BRIEF -
Find every line below where the word "String" occurs. Then say how many there are, giving only the number.

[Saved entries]
BEGIN

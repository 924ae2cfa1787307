//! Configuration for the arena binary
//!
//! Defaults come from the central config (config.toml plus `CARDSEARCH_*`
//! environment overrides). CLI arguments take highest priority.

use std::time::Duration;

use anyhow::{anyhow, Result};
use clap::Parser;
use engine_config::{load_config, CentralConfig};
use once_cell::sync::Lazy;
use tracing::level_filters::LevelFilter;

use crate::players::PlayerKind;

// Load central config once at startup
pub static CENTRAL_CONFIG: Lazy<CentralConfig> = Lazy::new(load_config);

fn default_games() -> u32 {
    CENTRAL_CONFIG.arena.games
}

fn default_game_time_ms() -> u64 {
    CENTRAL_CONFIG.arena.game_time_ms
}

fn default_workers() -> usize {
    CENTRAL_CONFIG.arena.workers
}

fn default_player_one() -> String {
    CENTRAL_CONFIG.arena.player_one.clone()
}

fn default_player_two() -> String {
    CENTRAL_CONFIG.arena.player_two.clone()
}

fn default_seed() -> u64 {
    CENTRAL_CONFIG.common.seed
}

fn default_log_level() -> String {
    CENTRAL_CONFIG.common.log_level.clone()
}

#[derive(Parser, Debug, Clone)]
#[command(name = "arena")]
#[command(about = "Play search engines against each other at Saint Petersburg")]
#[command(
    long_about = "Plays a batch of independent games between two players, alternating
seats, and logs wins, draws, mean points and mean game length.

Players: random, flat-mc, alphabeta, mcts. Engine parameters are read from
config.toml with CARDSEARCH_* environment overrides. CLI arguments take
highest priority."
)]
pub struct Config {
    /// Number of games to play
    #[arg(long, default_value_t = default_games())]
    pub games: u32,

    /// Total clock per game in milliseconds, split evenly between the players
    #[arg(long, default_value_t = default_game_time_ms())]
    pub game_time_ms: u64,

    /// Games played concurrently
    #[arg(long, default_value_t = default_workers())]
    pub workers: usize,

    /// First player (random, flat-mc, alphabeta, mcts)
    #[arg(long, default_value_t = default_player_one())]
    pub player_one: String,

    /// Second player (random, flat-mc, alphabeta, mcts)
    #[arg(long, default_value_t = default_player_two())]
    pub player_two: String,

    /// Base seed for deals and engines (0 for OS entropy)
    #[arg(long, default_value_t = default_seed())]
    pub seed: u64,

    /// Log level (trace, debug, info, warn, error)
    #[arg(long, default_value_t = default_log_level())]
    pub log_level: String,
}

impl Config {
    pub fn validate(&self) -> Result<()> {
        if self.games == 0 {
            return Err(anyhow!("games must be greater than 0"));
        }

        if self.game_time_ms == 0 {
            return Err(anyhow!("game_time_ms must be greater than 0"));
        }

        if self.workers == 0 {
            return Err(anyhow!("workers must be greater than 0"));
        }

        self.players()?;

        if self.log_level.parse::<LevelFilter>().is_err() {
            return Err(anyhow!(
                "invalid log level '{}', expected one of trace, debug, info, warn, error",
                self.log_level
            ));
        }

        Ok(())
    }

    /// The two configured contestants, in order.
    pub fn players(&self) -> Result<[PlayerKind; 2]> {
        let one = self
            .player_one
            .parse()
            .map_err(|e| anyhow!("player_one: {e}"))?;
        let two = self
            .player_two
            .parse()
            .map_err(|e| anyhow!("player_two: {e}"))?;
        Ok([one, two])
    }

    /// Clock each player starts a game with.
    pub fn player_clock(&self) -> Duration {
        Duration::from_millis(self.game_time_ms / 2)
    }

    pub fn fixed_seed(&self) -> Option<u64> {
        (self.seed != 0).then_some(self.seed)
    }
}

END

ANSWER -
6